Well...a shell account is helpful to learn security only if you are trying to set up your own ISP or web server and want to act as a system administrator. Do you want to learn to work with a shell account / linux just on academic purpose, or you have anything specific on mind?

If you just want to make your web site secure, then you can leave the shell account part out of the syllabus. As you will really not have much control on the web server. The system administrator of the host you choose will take care of that. And he won't relinquish root control over the web server.

Now a days, a shell account on a remote server almost serves no function at all. Because most of the commands and daemons are being disabled by the sys-admin for fear of abuse. In early days anonymous shell accounts had been widely abused and misused by a number of crackers. Most such shell accounts these days won't even let you run a finger query!

But yes, as DK says, if you get a linux machine on a cable connection, you do get a shell account and can use all the standard linux shell commands, depending on the linux distribution you choose. Then you can install and run an apache server, use it to test and debug your web site and even publish your web site for the internet from your home! A cable connection gives a very decent and enough upload speed IF there are not too many people sharing the same network in your neighborhood.
_________________

Dust fills my eyes / Clouds roll by / and I roll with them / Centuries cry / Orders fly / and I fall again
Afford best design, implement best solution. Outsource your web design.

[Rivenwry1]

I've meandered out of making a secure website into a more hacking-oriented area of study. But as is apparent, I'm up to my neck in unfamiliar waters. I'm just trying to figure out which way is up, basically.
If I want to be able to do Wargames activities I need to be able to connect. Since *nix systems apparently already have a shell inherently, now I know that when a page is talking about getting a shell they must be talking about non *nix.

I suppose I'll be looking into telnet soon. Weee!

Thanks for the input -

Rivenwry

[quantum]

Hacker wargames! way kool. That's really fun stuff. Check out some of the early threads in this forum here on Happy Hacker, you will get some kewl newbie leads.

Quote:

now I know that when a page is talking about getting a shell they must be talking about non *nix.

Or may be a very limited *nix shell account!

Have fun hacking away...it's really an exciting way to learn security and networking issues.
_________________

Dust fills my eyes / Clouds roll by / and I roll with them / Centuries cry / Orders fly / and I fall again
Afford best design, implement best solution. Outsource your web design.

[xer0]

Most *GOOD* shell services require you to pay a monthly fee, I know of a good unrestricted one I use you can apply for one at [http://www.metawire.org/,]
Though for what I know the service is still down, They provide an OPENbsd shell for no cost, But beacause of how the planet has been literally scarred with ignorance, Some lame asshole had to run a stupid DDoS program and crashed it, Though it should be back up very soon, Well anyway while you do your security experiment, Try learning some programming languages, Experiment with cgi scripts and C. And other things of the sort, Unix file permissions have allot to do with security though if you allow everyone access to everything there will be major disadvantages and advantages, And if you find a good shell provider, Then use a ssh (Secure Shell) client like PuTTY, It uses it telnet to but the windows terminal program is rather slow and limited, Trust me, Programming WILL help you learn how to deal with security issues.
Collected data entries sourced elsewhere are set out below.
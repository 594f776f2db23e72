// Process-wide log sink
//
// Connection and query events go through an injectable sink: the default
// appends to a file next to the running executable, tests capture in memory,
// and applications already running a tracing subscriber can bridge into it.

use std::fs::{File, OpenOptions};
use std::io::Write;
use std::path::{Path, PathBuf};
use std::sync::{Arc, Mutex, OnceLock};

use chrono::Local;

/// Severity of a log line.
#[derive(Debug, Clone, Copy, PartialEq, Eq)]
pub enum LogLevel {
    Info,
    Error,
}

impl LogLevel {
    fn label(&self) -> &'static str {
        match self {
            LogLevel::Info => "INFO",
            LogLevel::Error => "ERROR",
        }
    }
}

/// Append-only log sink. Implementations must tolerate concurrent appends
/// from multiple manager instances.
pub trait LogSink: Send + Sync {
    fn log(&self, level: LogLevel, message: &str);

    fn info(&self, message: &str) {
        self.log(LogLevel::Info, message);
    }

    fn error(&self, message: &str) {
        self.log(LogLevel::Error, message);
    }
}

/// Appends `timestamp - LEVEL - message` lines to a file.
pub struct FileSink {
    file: Mutex<File>,
}

impl FileSink {
    /// Open (or create) the log file in append mode.
    pub fn open(path: impl AsRef<Path>) -> std::io::Result<Self> {
        let file = OpenOptions::new().create(true).append(true).open(path)?;
        Ok(Self {
            file: Mutex::new(file),
        })
    }
}

impl LogSink for FileSink {
    fn log(&self, level: LogLevel, message: &str) {
        let line = format!(
            "{} - {} - {}\n",
            Local::now().format("%Y-%m-%d %H:%M:%S%.3f"),
            level.label(),
            message
        );
        if let Ok(mut file) = self.file.lock() {
            // A failed append is not worth failing the operation over.
            let _ = file.write_all(line.as_bytes());
        }
    }
}

/// Captures log lines in memory. Test sink.
#[derive(Default)]
pub struct MemorySink {
    entries: Mutex<Vec<(LogLevel, String)>>,
}

impl MemorySink {
    pub fn new() -> Self {
        Self::default()
    }

    pub fn entries(&self) -> Vec<(LogLevel, String)> {
        self.entries.lock().unwrap().clone()
    }

    pub fn contains(&self, needle: &str) -> bool {
        self.entries
            .lock()
            .unwrap()
            .iter()
            .any(|(_, message)| message.contains(needle))
    }
}

impl LogSink for MemorySink {
    fn log(&self, level: LogLevel, message: &str) {
        self.entries.lock().unwrap().push((level, message.to_string()));
    }
}

/// Forwards into the `tracing` ecosystem, for applications that already run a
/// subscriber.
pub struct TracingSink;

impl LogSink for TracingSink {
    fn log(&self, level: LogLevel, message: &str) {
        match level {
            LogLevel::Info => tracing::info!(target: "mssql_bridge", "{message}"),
            LogLevel::Error => tracing::error!(target: "mssql_bridge", "{message}"),
        }
    }
}

/// Discards everything. Fallback when the default file cannot be opened.
pub struct NoopSink;

impl LogSink for NoopSink {
    fn log(&self, _level: LogLevel, _message: &str) {}
}

/// Default location: `mssql-bridge.log` next to the running executable, or in
/// the working directory when the executable path is unavailable.
pub fn default_log_path() -> PathBuf {
    std::env::current_exe()
        .ok()
        .and_then(|exe| exe.parent().map(Path::to_path_buf))
        .unwrap_or_else(|| PathBuf::from("."))
        .join("mssql-bridge.log")
}

/// The process-wide sink used by managers constructed without an explicit one.
pub fn default_sink() -> Arc<dyn LogSink> {
    static SINK: OnceLock<Arc<dyn LogSink>> = OnceLock::new();
    SINK.get_or_init(|| match FileSink::open(default_log_path()) {
        Ok(sink) => Arc::new(sink),
        Err(e) => {
            eprintln!("Warning: could not open log file: {e}");
            Arc::new(NoopSink)
        }
    })
    .clone()
}

#[cfg(test)]
mod tests {
    use super::*;

    #[test]
    fn memory_sink_records_levels_and_messages() {
        let sink = MemorySink::new();
        sink.info("connected to db.example.com/sales");
        sink.error("connection failed: refused");

        let entries = sink.entries();
        assert_eq!(entries.len(), 2);
        assert_eq!(entries[0].0, LogLevel::Info);
        assert_eq!(entries[1].0, LogLevel::Error);
        assert!(sink.contains("refused"));
    }

    #[test]
    fn file_sink_appends_severity_lines() {
        let dir = tempfile::tempdir().unwrap();
        let path = dir.path().join("bridge.log");

        {
            let sink = FileSink::open(&path).unwrap();
            sink.info("first");
            sink.error("second");
        }
        // Reopening must append, not truncate.
        {
            let sink = FileSink::open(&path).unwrap();
            sink.info("third");
        }

        let contents = std::fs::read_to_string(&path).unwrap();
        let lines: Vec<&str> = contents.lines().collect();
        assert_eq!(lines.len(), 3);
        assert!(lines[0].contains(" - INFO - first"));
        assert!(lines[1].contains(" - ERROR - second"));
        assert!(lines[2].contains(" - INFO - third"));
    }

    #[test]
    fn concurrent_appends_do_not_interleave() {
        let dir = tempfile::tempdir().unwrap();
        let path = dir.path().join("bridge.log");
        let sink = Arc::new(FileSink::open(&path).unwrap());

        let handles: Vec<_> = (0..8)
            .map(|i| {
                let sink = Arc::clone(&sink);
                std::thread::spawn(move || {
                    for j in 0..50 {
                        sink.info(&format!("writer={i} line={j}"));
                    }
                })
            })
            .collect();
        for handle in handles {
            handle.join().unwrap();
        }

        let contents = std::fs::read_to_string(&path).unwrap();
        let lines: Vec<&str> = contents.lines().collect();
        assert_eq!(lines.len(), 400);
        assert!(lines.iter().all(|l| l.contains(" - INFO - writer=")));
    }

    #[test]
    fn default_path_ends_with_log_name() {
        assert!(default_log_path().ends_with("mssql-bridge.log"));
    }
}
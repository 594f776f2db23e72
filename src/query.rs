// Query result types and tiberius row conversion

use chrono::{DateTime, NaiveDate, NaiveDateTime, NaiveTime, Utc};
use serde::{Deserialize, Serialize};
use tiberius::numeric::Numeric;
use tiberius::{Column, ColumnType, Row};

/// A single cell in a result set.
#[derive(Debug, Clone, Serialize, Deserialize, PartialEq)]
#[serde(untagged)]
pub enum CellValue {
    Null,
    Bool(bool),
    Int(i64),
    Float(f64),
    String(String),
    DateTime(String),
    Binary(Vec<u8>),
}

impl CellValue {
    /// Read the cell at `idx` from a tiberius row, guided by the column type.
    pub fn from_row(row: &Row, idx: usize, col_type: &ColumnType) -> Self {
        match col_type {
            ColumnType::Null => CellValue::Null,

            ColumnType::Int1 => opt(row.try_get::<u8, _>(idx).ok().flatten().map(|v| CellValue::Int(v as i64))),
            ColumnType::Int2 => opt(row.try_get::<i16, _>(idx).ok().flatten().map(|v| CellValue::Int(v as i64))),
            ColumnType::Int4 => opt(row.try_get::<i32, _>(idx).ok().flatten().map(|v| CellValue::Int(v as i64))),
            ColumnType::Int8 => opt(row.try_get::<i64, _>(idx).ok().flatten().map(CellValue::Int)),
            // Intn carries whatever width the server chose
            ColumnType::Intn => opt(row
                .try_get::<i64, _>(idx)
                .ok()
                .flatten()
                .map(CellValue::Int)
                .or_else(|| row.try_get::<i32, _>(idx).ok().flatten().map(|v| CellValue::Int(v as i64)))),

            ColumnType::Float4 => opt(row.try_get::<f32, _>(idx).ok().flatten().map(|v| CellValue::Float(v as f64))),
            ColumnType::Float8 => opt(row.try_get::<f64, _>(idx).ok().flatten().map(CellValue::Float)),
            ColumnType::Floatn => opt(row
                .try_get::<f64, _>(idx)
                .ok()
                .flatten()
                .map(CellValue::Float)
                .or_else(|| row.try_get::<f32, _>(idx).ok().flatten().map(|v| CellValue::Float(v as f64)))),

            ColumnType::Decimaln | ColumnType::Numericn => opt(row
                .try_get::<Numeric, _>(idx)
                .ok()
                .flatten()
                .map(|n| CellValue::Float(f64::from(n)))),

            ColumnType::Money | ColumnType::Money4 => opt(row.try_get::<f64, _>(idx).ok().flatten().map(CellValue::Float)),

            ColumnType::Bit | ColumnType::Bitn => opt(row.try_get::<bool, _>(idx).ok().flatten().map(CellValue::Bool)),

            ColumnType::BigVarChar
            | ColumnType::BigChar
            | ColumnType::NVarchar
            | ColumnType::NChar
            | ColumnType::Text
            | ColumnType::NText => opt(row
                .try_get::<&str, _>(idx)
                .ok()
                .flatten()
                .map(|s| CellValue::String(s.to_string()))),

            ColumnType::Datetime | ColumnType::Datetime2 | ColumnType::Datetimen | ColumnType::Datetime4 => opt(row
                .try_get::<NaiveDateTime, _>(idx)
                .ok()
                .flatten()
                .map(|dt| CellValue::DateTime(dt.to_string()))),
            ColumnType::DatetimeOffsetn => opt(row
                .try_get::<DateTime<Utc>, _>(idx)
                .ok()
                .flatten()
                .map(|dt| CellValue::DateTime(dt.to_rfc3339()))),
            ColumnType::Daten => opt(row
                .try_get::<NaiveDate, _>(idx)
                .ok()
                .flatten()
                .map(|d| CellValue::DateTime(d.to_string()))),
            ColumnType::Timen => opt(row
                .try_get::<NaiveTime, _>(idx)
                .ok()
                .flatten()
                .map(|t| CellValue::DateTime(t.to_string()))),

            ColumnType::BigVarBin | ColumnType::BigBinary | ColumnType::Image => opt(row
                .try_get::<&[u8], _>(idx)
                .ok()
                .flatten()
                .map(|b| CellValue::Binary(b.to_vec()))),

            ColumnType::Guid => opt(row
                .try_get::<tiberius::Uuid, _>(idx)
                .ok()
                .flatten()
                .map(|u| CellValue::String(u.to_string()))),

            ColumnType::Xml => opt(row
                .try_get::<&tiberius::xml::XmlData, _>(idx)
                .ok()
                .flatten()
                .map(|xml| CellValue::String(xml.to_owned().into_string()))),

            // Anything else: last attempt as text
            _ => opt(row
                .try_get::<&str, _>(idx)
                .ok()
                .flatten()
                .map(|s| CellValue::String(s.to_string()))),
        }
    }

    pub fn is_null(&self) -> bool {
        matches!(self, CellValue::Null)
    }
}

fn opt(value: Option<CellValue>) -> CellValue {
    value.unwrap_or(CellValue::Null)
}

/// Column metadata for a result set.
#[derive(Debug, Clone, Serialize, Deserialize, PartialEq)]
pub struct ColumnInfo {
    pub name: String,
    pub data_type: String,
    pub nullable: bool,
}

impl From<&Column> for ColumnInfo {
    fn from(col: &Column) -> Self {
        Self {
            name: col.name().to_string(),
            data_type: format_sql_data_type(&col.column_type()),
            nullable: true, // Tiberius doesn't easily expose nullability
        }
    }
}

/// Convert a tiberius ColumnType to the SQL data type name.
pub(crate) fn format_sql_data_type(col_type: &ColumnType) -> String {
    match col_type {
        ColumnType::Int1 => "tinyint".to_string(),
        ColumnType::Int2 => "smallint".to_string(),
        ColumnType::Int4 | ColumnType::Intn => "int".to_string(),
        ColumnType::Int8 => "bigint".to_string(),

        ColumnType::Float4 => "real".to_string(),
        ColumnType::Float8 | ColumnType::Floatn => "float".to_string(),
        ColumnType::Decimaln => "decimal".to_string(),
        ColumnType::Numericn => "numeric".to_string(),
        ColumnType::Money => "money".to_string(),
        ColumnType::Money4 => "smallmoney".to_string(),

        ColumnType::Bit | ColumnType::Bitn => "bit".to_string(),

        ColumnType::BigVarChar => "varchar(max)".to_string(),
        ColumnType::BigChar => "char(max)".to_string(),
        ColumnType::NVarchar => "nvarchar".to_string(),
        ColumnType::NChar => "nchar".to_string(),
        ColumnType::Text => "text".to_string(),
        ColumnType::NText => "ntext".to_string(),

        ColumnType::BigVarBin => "varbinary(max)".to_string(),
        ColumnType::BigBinary => "binary(max)".to_string(),
        ColumnType::Image => "image".to_string(),

        ColumnType::Datetime | ColumnType::Datetimen => "datetime".to_string(),
        ColumnType::Datetime2 => "datetime2".to_string(),
        ColumnType::Datetime4 => "smalldatetime".to_string(),
        ColumnType::Daten => "date".to_string(),
        ColumnType::Timen => "time".to_string(),
        ColumnType::DatetimeOffsetn => "datetimeoffset".to_string(),

        ColumnType::Guid => "uniqueidentifier".to_string(),
        ColumnType::Xml => "xml".to_string(),
        ColumnType::Null => "null".to_string(),

        _ => format!("{:?}", col_type).to_lowercase(),
    }
}

/// A fully materialized result set: named columns and all rows in memory.
///
/// There is no size limiting or streaming; the entire first result set of the
/// query is loaded at once.
#[derive(Debug, Clone, Serialize, Deserialize)]
pub struct QueryResult {
    pub columns: Vec<ColumnInfo>,
    pub rows: Vec<Vec<CellValue>>,
    pub row_count: usize,
    pub execution_time_ms: u64,
}

impl QueryResult {
    pub fn new(columns: Vec<ColumnInfo>, rows: Vec<Vec<CellValue>>, execution_time_ms: u64) -> Self {
        let row_count = rows.len();
        Self {
            columns,
            rows,
            row_count,
            execution_time_ms,
        }
    }

    pub fn column_names(&self) -> Vec<&str> {
        self.columns.iter().map(|c| c.name.as_str()).collect()
    }

    /// Cell at (row, column name), if both exist.
    pub fn get(&self, row: usize, column: &str) -> Option<&CellValue> {
        let idx = self.columns.iter().position(|c| c.name == column)?;
        self.rows.get(row)?.get(idx)
    }

    pub fn is_empty(&self) -> bool {
        self.rows.is_empty()
    }
}

/// Outcome of the mutating execution path.
///
/// Deliberately opaque: it carries rows-affected counts only and cannot be
/// inspected as row data. Use [`crate::DatabaseManager::query_table`] for reads.
#[derive(Debug, Clone, Serialize, Deserialize)]
pub struct ExecSummary {
    rows_affected: Vec<u64>,
    execution_time_ms: u64,
}

impl ExecSummary {
    pub(crate) fn new(rows_affected: Vec<u64>, execution_time_ms: u64) -> Self {
        Self {
            rows_affected,
            execution_time_ms,
        }
    }

    /// Rows affected, one count per statement the server reported on.
    pub fn rows_affected(&self) -> &[u64] {
        &self.rows_affected
    }

    /// Total rows affected across all statements.
    pub fn total(&self) -> u64 {
        self.rows_affected.iter().sum()
    }

    pub fn execution_time_ms(&self) -> u64 {
        self.execution_time_ms
    }
}
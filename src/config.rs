// Connection configuration and descriptor assembly

use serde::{Deserialize, Serialize};

use crate::credentials::{resolve_credentials, CredentialSource};
use crate::error::DatabaseError;
use crate::traits::DatabaseType;

/// Inputs for opening a connection.
///
/// `database` and `server` are required; everything else has a usable default.
/// When `trusted_connection` is false and `user`/`password` are not given, they
/// are resolved from the credential source at connect time.
#[derive(Debug, Clone, Serialize, Deserialize)]
pub struct ConnectOptions {
    pub database: String,
    pub server: String,
    pub port: u16,
    pub user: Option<String>,
    #[serde(skip_serializing)]
    pub password: Option<String>,
    pub trusted_connection: bool,
    pub database_type: DatabaseType,
    pub trust_certificate: bool,
    pub encrypt: bool,
}

impl ConnectOptions {
    pub fn new(database: impl Into<String>, server: impl Into<String>) -> Self {
        Self {
            database: database.into(),
            server: server.into(),
            port: DatabaseType::Mssql.default_port(),
            user: None,
            password: None,
            trusted_connection: false,
            database_type: DatabaseType::Mssql,
            trust_certificate: true,
            encrypt: false,
        }
    }

    pub fn user(mut self, user: impl Into<String>) -> Self {
        self.user = Some(user.into());
        self
    }

    pub fn password(mut self, password: impl Into<String>) -> Self {
        self.password = Some(password.into());
        self
    }

    pub fn port(mut self, port: u16) -> Self {
        self.port = port;
        self
    }

    pub fn trusted_connection(mut self, trusted: bool) -> Self {
        self.trusted_connection = trusted;
        self
    }

    pub fn validate(&self) -> Result<(), DatabaseError> {
        if self.server.is_empty() {
            return Err(DatabaseError::InvalidConfig("server is required".to_string()));
        }
        if self.database.is_empty() {
            return Err(DatabaseError::InvalidConfig("database name is required".to_string()));
        }
        Ok(())
    }
}

/// How the connection authenticates.
#[derive(Debug, Clone, Serialize, Deserialize, PartialEq, Eq)]
pub enum AuthMode {
    /// Authenticate as the OS identity of the calling process.
    Trusted,
    /// SQL Server authentication with explicit credentials.
    SqlServer {
        user: String,
        #[serde(skip_serializing)]
        password: String,
    },
}

/// Resolved, immutable connection configuration.
///
/// Built once at construction time; a manager never mutates it afterwards.
#[derive(Debug, Clone, Serialize, Deserialize)]
pub struct ConnectionConfig {
    pub server: String,
    pub port: u16,
    pub database: String,
    pub auth: AuthMode,
    /// Resolved driver name, as reported by the registry.
    pub driver: String,
    pub trust_certificate: bool,
    pub encrypt: bool,
}

impl ConnectionConfig {
    /// Resolve options into a full configuration.
    ///
    /// Trusted connections carry no credential fields at all. Otherwise explicit
    /// user/password win, then the credential source; if either is still missing
    /// this fails with [`DatabaseError::MissingCredentials`].
    pub fn resolve(
        options: &ConnectOptions,
        driver: String,
        credentials: &dyn CredentialSource,
    ) -> Result<Self, DatabaseError> {
        options.validate()?;

        let auth = if options.trusted_connection {
            AuthMode::Trusted
        } else {
            let (user, password) = resolve_credentials(
                options.user.clone(),
                options.password.clone(),
                credentials,
            )?;
            AuthMode::SqlServer { user, password }
        };

        Ok(Self {
            server: options.server.clone(),
            port: options.port,
            database: options.database.clone(),
            auth,
            driver,
            trust_certificate: options.trust_certificate,
            encrypt: options.encrypt,
        })
    }

    /// Assemble the ADO.NET-style connection descriptor consumed by
    /// `tiberius::Config::from_ado_string`.
    ///
    /// Field order is fixed: server, database, authentication (the integrated
    /// security marker or the user/password pair), certificate trust,
    /// encryption. Values are passed through verbatim.
    pub fn descriptor(&self) -> String {
        let mut descriptor = format!(
            "server=tcp:{},{};database={};",
            self.server, self.port, self.database
        );

        match &self.auth {
            AuthMode::Trusted => descriptor.push_str("IntegratedSecurity=true;"),
            AuthMode::SqlServer { user, password } => {
                descriptor.push_str(&format!("user={};password={};", user, password));
            }
        }

        if self.trust_certificate {
            descriptor.push_str("TrustServerCertificate=true;");
        }
        descriptor.push_str(if self.encrypt { "encrypt=true" } else { "encrypt=false" });

        descriptor
    }

    /// Build the tiberius client configuration from the descriptor.
    pub fn to_client_config(&self) -> Result<tiberius::Config, DatabaseError> {
        tiberius::Config::from_ado_string(&self.descriptor())
            .map_err(|e| DatabaseError::InvalidConfig(e.to_string()))
    }

    /// `server/database` label used in log lines.
    pub fn target(&self) -> String {
        format!("{}/{}", self.server, self.database)
    }
}
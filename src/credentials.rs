// Credential resolution: explicit arguments, then a lookup source, then fail

use crate::error::DatabaseError;

/// Environment variable holding the fallback username.
pub const USER_ENV_VAR: &str = "SQLUID";
/// Environment variable holding the fallback password.
pub const PASSWORD_ENV_VAR: &str = "SQLPWD";

/// Where fallback credentials come from when none are passed explicitly.
pub trait CredentialSource: Send + Sync {
    fn user(&self) -> Option<String>;
    fn password(&self) -> Option<String>;
}

/// Reads credentials from environment variables (`SQLUID`/`SQLPWD` by default).
#[derive(Debug, Clone)]
pub struct EnvCredentials {
    user_var: String,
    password_var: String,
}

impl EnvCredentials {
    pub fn new() -> Self {
        Self::with_vars(USER_ENV_VAR, PASSWORD_ENV_VAR)
    }

    /// Read from custom variable names. Mostly useful in tests.
    pub fn with_vars(user_var: impl Into<String>, password_var: impl Into<String>) -> Self {
        Self {
            user_var: user_var.into(),
            password_var: password_var.into(),
        }
    }
}

impl Default for EnvCredentials {
    fn default() -> Self {
        Self::new()
    }
}

impl CredentialSource for EnvCredentials {
    fn user(&self) -> Option<String> {
        std::env::var(&self.user_var).ok().filter(|v| !v.is_empty())
    }

    fn password(&self) -> Option<String> {
        std::env::var(&self.password_var).ok().filter(|v| !v.is_empty())
    }
}

/// Fixed credentials, for tests and programmatic wiring.
#[derive(Debug, Clone)]
pub struct StaticCredentials {
    user: Option<String>,
    password: Option<String>,
}

impl StaticCredentials {
    pub fn new(user: impl Into<String>, password: impl Into<String>) -> Self {
        Self {
            user: Some(user.into()),
            password: Some(password.into()),
        }
    }

    /// A source that never resolves anything.
    pub fn empty() -> Self {
        Self {
            user: None,
            password: None,
        }
    }
}

impl CredentialSource for StaticCredentials {
    fn user(&self) -> Option<String> {
        self.user.clone()
    }

    fn password(&self) -> Option<String> {
        self.password.clone()
    }
}

/// Resolve a user/password pair: explicit arguments win, then the source.
/// Fails with [`DatabaseError::MissingCredentials`] if either half is missing.
pub fn resolve_credentials(
    user: Option<String>,
    password: Option<String>,
    source: &dyn CredentialSource,
) -> Result<(String, String), DatabaseError> {
    let user = user.or_else(|| source.user());
    let password = password.or_else(|| source.password());

    match (user, password) {
        (Some(user), Some(password)) => Ok((user, password)),
        _ => Err(DatabaseError::MissingCredentials),
    }
}
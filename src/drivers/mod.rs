// Driver implementations

pub mod mssql;

pub use mssql::{MssqlConnection, MssqlDriver, MssqlPool};
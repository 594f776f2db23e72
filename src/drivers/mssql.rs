// MS-SQL driver
// Connects with tiberius; the engine handle is a bb8 pool over TDS clients

use std::sync::Arc;
use std::time::Instant;

use bb8::Pool;
use bb8_tiberius::ConnectionManager;
use tiberius::ColumnType;
use tokio_util::compat::TokioAsyncWriteCompatExt;

use crate::config::ConnectionConfig;
use crate::error::DatabaseError;
use crate::query::{CellValue, ColumnInfo, ExecSummary, QueryResult};
use crate::traits::{Connection, DatabaseDriver, DatabaseType};

/// Connection pool over tiberius clients.
pub type MssqlPool = Pool<ConnectionManager>;

/// Issued after a mutating statement when the caller asked for finalization.
/// A no-op under autocommit, a real commit under implicit-transaction modes.
const COMMIT_STATEMENT: &str = "IF @@TRANCOUNT > 0 COMMIT TRANSACTION";

/// The live SQL Server engine handle.
pub struct MssqlConnection {
    pool: Arc<MssqlPool>,
}

impl MssqlConnection {
    /// Direct access to the underlying pool, for collaborators that need the
    /// raw handle (bulk write-back, schema tooling).
    pub fn pool(&self) -> Arc<MssqlPool> {
        Arc::clone(&self.pool)
    }
}

#[async_trait::async_trait]
impl Connection for MssqlConnection {
    async fn is_alive(&self) -> bool {
        self.pool.get().await.is_ok()
    }

    fn as_any(&self) -> &dyn std::any::Any {
        self
    }
}

/// SQL Server driver backed by tiberius.
pub struct MssqlDriver;

impl MssqlDriver {
    pub fn new() -> Self {
        Self
    }

    fn downcast<'a>(conn: &'a dyn Connection) -> Result<&'a MssqlConnection, DatabaseError> {
        conn.as_any()
            .downcast_ref::<MssqlConnection>()
            .ok_or(DatabaseError::InvalidConnection)
    }
}

impl Default for MssqlDriver {
    fn default() -> Self {
        Self::new()
    }
}

#[async_trait::async_trait]
impl DatabaseDriver for MssqlDriver {
    fn database_type(&self) -> DatabaseType {
        DatabaseType::Mssql
    }

    fn driver_name(&self) -> &'static str {
        "Microsoft SQL Server"
    }

    /// Open a dedicated, non-pooled connection and drop it. Surfaces the
    /// underlying error directly instead of a pool timeout.
    async fn test_connection(&self, config: &ConnectionConfig) -> Result<(), DatabaseError> {
        let client_config = config.to_client_config()?;

        let tcp = tokio::net::TcpStream::connect((config.server.as_str(), config.port))
            .await
            .map_err(|e| DatabaseError::ConnectionFailed(format!("TCP connection failed: {e}")))?;
        tcp.set_nodelay(true)
            .map_err(|e| DatabaseError::ConnectionFailed(format!("failed to set TCP_NODELAY: {e}")))?;

        let _client = tiberius::Client::connect(client_config, tcp.compat_write())
            .await
            .map_err(DatabaseError::from)?;

        Ok(())
    }

    async fn connect(&self, config: &ConnectionConfig) -> Result<Box<dyn Connection>, DatabaseError> {
        // Probe first: a failed handshake reports the real cause, where the
        // pool would only time out.
        self.test_connection(config).await?;

        let manager = ConnectionManager::build(config.to_client_config()?)
            .map_err(|e| DatabaseError::InvalidConfig(e.to_string()))?;

        let pool = Pool::builder()
            .max_size(5)
            .min_idle(Some(1))
            .build(manager)
            .await
            .map_err(|e| DatabaseError::ConnectionFailed(e.to_string()))?;

        Ok(Box::new(MssqlConnection {
            pool: Arc::new(pool),
        }))
    }

    async fn execute(
        &self,
        conn: &dyn Connection,
        sql: &str,
        commit: bool,
    ) -> Result<ExecSummary, DatabaseError> {
        let mssql_conn = Self::downcast(conn)?;

        // One checkout for the statement and its finalization: a COMMIT on a
        // different pooled connection would not see the transaction.
        let mut client = mssql_conn.pool.get().await?;

        let start = Instant::now();
        let result = client
            .execute(sql, &[])
            .await
            .map_err(|e| DatabaseError::QueryFailed(e.to_string()))?;
        let rows_affected = result.rows_affected().to_vec();

        if commit {
            client
                .simple_query(COMMIT_STATEMENT)
                .await
                .map_err(|e| DatabaseError::QueryFailed(e.to_string()))?
                .into_results()
                .await
                .map_err(|e| DatabaseError::QueryFailed(e.to_string()))?;
        }

        Ok(ExecSummary::new(
            rows_affected,
            start.elapsed().as_millis() as u64,
        ))
    }

    async fn query(&self, conn: &dyn Connection, sql: &str) -> Result<QueryResult, DatabaseError> {
        let mssql_conn = Self::downcast(conn)?;
        let mut client = mssql_conn.pool.get().await?;

        let start = Instant::now();
        let mut stream = client
            .simple_query(sql)
            .await
            .map_err(|e| DatabaseError::QueryFailed(e.to_string()))?;

        // Column metadata is available before any row, so empty result sets
        // still come back with named columns.
        let (columns, col_types): (Vec<ColumnInfo>, Vec<ColumnType>) = match stream
            .columns()
            .await
            .map_err(|e| DatabaseError::QueryFailed(e.to_string()))?
        {
            Some(cols) => (
                cols.iter().map(ColumnInfo::from).collect(),
                cols.iter().map(|c| c.column_type()).collect(),
            ),
            None => (Vec::new(), Vec::new()),
        };

        let rows = stream
            .into_first_result()
            .await
            .map_err(|e| DatabaseError::QueryFailed(e.to_string()))?;

        let converted: Vec<Vec<CellValue>> = rows
            .iter()
            .map(|row| {
                (0..col_types.len())
                    .map(|idx| CellValue::from_row(row, idx, &col_types[idx]))
                    .collect()
            })
            .collect();

        Ok(QueryResult::new(
            columns,
            converted,
            start.elapsed().as_millis() as u64,
        ))
    }
}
And then try to exploit security flaws in your website and try and fix them, For example, If you have some kind of form in your site, people can actually have passwords and user information emailed to them by using hexadecimal characters ex: '%0A and %20', %0A is equivelant to pressing enter while %20 is like typing space. ex: 'http://xxx.somesite.xxx/some%20guys%20passwd.xxx%20post="board.cgi"?%0A.

[xer0]

Sorry a little hard to read you'll learn about that later... But the web address
I posted if it were real, would post the passwd file on board.cgi, Assuming it's
a board... You see this is why most hacking oriented sites reccomend that you learn ASCII and Hexadecimal.